È un modello classico: un ambiente ristretto e familiare, bonario e mite, diventa lo scenario per le peggiori recriminazioni. Vale per tutti i “grandi freddi”, per pièce classiche tipo Chi ha paura di Virginia Woolf di Edward Albee/Mike Nichols come per capolavori contemporanei come I segreti di Osage County di Tracy Letts/John Wells; per un buon numero di commedie italiane, tipo gli ultimi Monicelli, o Compagni di scuola di Verdone, o vari Pupi Avati.

Nel caso di Il nome del figlio, i confini della tragedia domestica sono quelli della commedia: nulla è veramente fatale e irreversibile, sappiamo già che ci sarà un lieto fine, il rito delle cene continuerà a ripetersi negli anni nonostante le parole pesantissime, definitive, che i protagonisti si sono rivolti.

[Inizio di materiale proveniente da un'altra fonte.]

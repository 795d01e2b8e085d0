use super::*;
use desktop_app_contract::window_dom_id;

#[component]
pub(super) fn DesktopWindow(app_id: ApplicationId) -> impl IntoView {
    let runtime = use_desktop_runtime();
    let snapshot = use_shell_snapshot();

    let painted = {
        let app_id = app_id.clone();
        Signal::derive(move || {
            snapshot.with(|snapshot| {
                snapshot
                    .visible
                    .iter()
                    .find(|w| w.app_id == app_id)
                    .cloned()
            })
        })
    };
    let (title, icon, content) = runtime.catalog.with_value(|catalog| {
        (
            catalog.display_name(&app_id),
            catalog.icon(&app_id),
            catalog.descriptor(&app_id).map(|app| app.module),
        )
    });
    let content = content.map(|module| module.mount());

    let focus = {
        let app_id = app_id.clone();
        move |_: web_sys::PointerEvent| {
            let inactive = painted.get_untracked().is_some_and(|w| !w.active);
            if inactive {
                runtime.dispatch_action(DesktopAction::FocusWindow {
                    app_id: app_id.clone(),
                });
            }
        }
    };
    let begin_move = {
        let app_id = app_id.clone();
        move |ev: web_sys::PointerEvent| {
            if ev.button() != 0 || !ev.is_primary() {
                return;
            }
            ev.prevent_default();
            runtime.dispatch_action(DesktopAction::BeginMove {
                app_id: app_id.clone(),
                pointer: pointer_from_pointer_event(&ev),
            });
        }
    };
    let toggle_maximize = {
        let app_id = app_id.clone();
        move || {
            runtime.dispatch_action(DesktopAction::ToggleMaximize {
                app_id: app_id.clone(),
            })
        }
    };
    let toggle_maximize_from_button = toggle_maximize.clone();
    let minimize = {
        let app_id = app_id.clone();
        move |ev: web_sys::MouseEvent| {
            stop_mouse_event(&ev);
            runtime.dispatch_action(DesktopAction::MinimizeWindow {
                app_id: app_id.clone(),
            });
        }
    };
    let close = {
        let app_id = app_id.clone();
        move |ev: web_sys::MouseEvent| {
            stop_mouse_event(&ev);
            runtime.dispatch_action(DesktopAction::CloseWindow {
                app_id: app_id.clone(),
            });
        }
    };

    view! {
        <section
            id=window_dom_id(&app_id)
            class=move || {
                painted
                    .get()
                    .map(|w| window_class(w.active, w.maximized))
                    .unwrap_or_else(|| window_class(false, false))
            }
            style=move || painted.get().map(|w| window_style(w.rect, w.z_index)).unwrap_or_default()
            hidden=move || painted.get().is_none()
            tabindex="-1"
            role="dialog"
            aria-label=title.clone()
            on:pointerdown=focus
        >
            <header
                class="titlebar"
                on:pointerdown=begin_move
                on:dblclick=move |ev: web_sys::MouseEvent| {
                    stop_mouse_event(&ev);
                    toggle_maximize();
                }
            >
                <div class="titlebar-title">
                    <span class="titlebar-app-icon" aria-hidden="true">{icon}</span>
                    <span>{title.clone()}</span>
                </div>
                <div class="titlebar-controls">
                    <button
                        type="button"
                        aria-label="Minimize window"
                        on:pointerdown=move |ev: web_sys::PointerEvent| ev.stop_propagation()
                        on:click=minimize
                    >
                        "–"
                    </button>
                    <button
                        type="button"
                        aria-label=move || {
                            if painted.get().is_some_and(|w| w.maximized) {
                                "Restore window"
                            } else {
                                "Maximize window"
                            }
                        }
                        on:pointerdown=move |ev: web_sys::PointerEvent| ev.stop_propagation()
                        on:click=move |ev: web_sys::MouseEvent| {
                            stop_mouse_event(&ev);
                            toggle_maximize_from_button();
                        }
                    >
                        "□"
                    </button>
                    <button
                        type="button"
                        class="titlebar-close"
                        aria-label="Close window"
                        on:pointerdown=move |ev: web_sys::PointerEvent| ev.stop_propagation()
                        on:click=close
                    >
                        "×"
                    </button>
                </div>
            </header>
            <div class="window-body">{content}</div>
        </section>
    }
}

Se il film francese era un congegno oliatissimo e abbastanza artefatto – tempi teatrali scanditi alla perfezione, un dramma da interno in cui la claustrofobia era direttamente proporzionale al crescere del ritmo rigoroso ma meccanico – la versione di Francesca Archibugi e Francesco Piccolo (lo sceneggiatore) allenta la tensione, inserendo un prologo (i titoli d’apertura intervallati da un’intervista di una Guia Soncini) e una serie di (otto) flashback che dovrebbero fare da controcanto ai botta e risposta dei cinque amici, e finendo con il confezionare un film ibrido, con cose che funzionano e che rendono il film più realistico del francese, e altre cose che invece proprio no, non funzionano.

I personaggi femminili sono l’elemento migliore del film, soprattutto quello di Simona Peruso (Ramazzotti), borgatara di Casal Palocco basso, che ha scritto – un po’ si è fatta scrivere – un romanzo che sta vendendo un sacco, Le notti di F. Nel film francese il personaggio della scrittrice non c’è e soprattutto non c’è nessun protagonista di una diversa estrazione sociale. Micaela Ramazzotti è bravissima invece a generare e mantenere vivo il conflitto tra classi.

Nell’universo radical chic – la casa della cena al Pigneto ristrutturata con il parquet, gli intellettuali un po’ bohémien ma attaccati ai loro piccoli rituali borghesi – Simona inserisce una violenza che non è semplicemente astratta e liturgica: è la violenza dell’autenticità, di chi non ha nulla da perdere.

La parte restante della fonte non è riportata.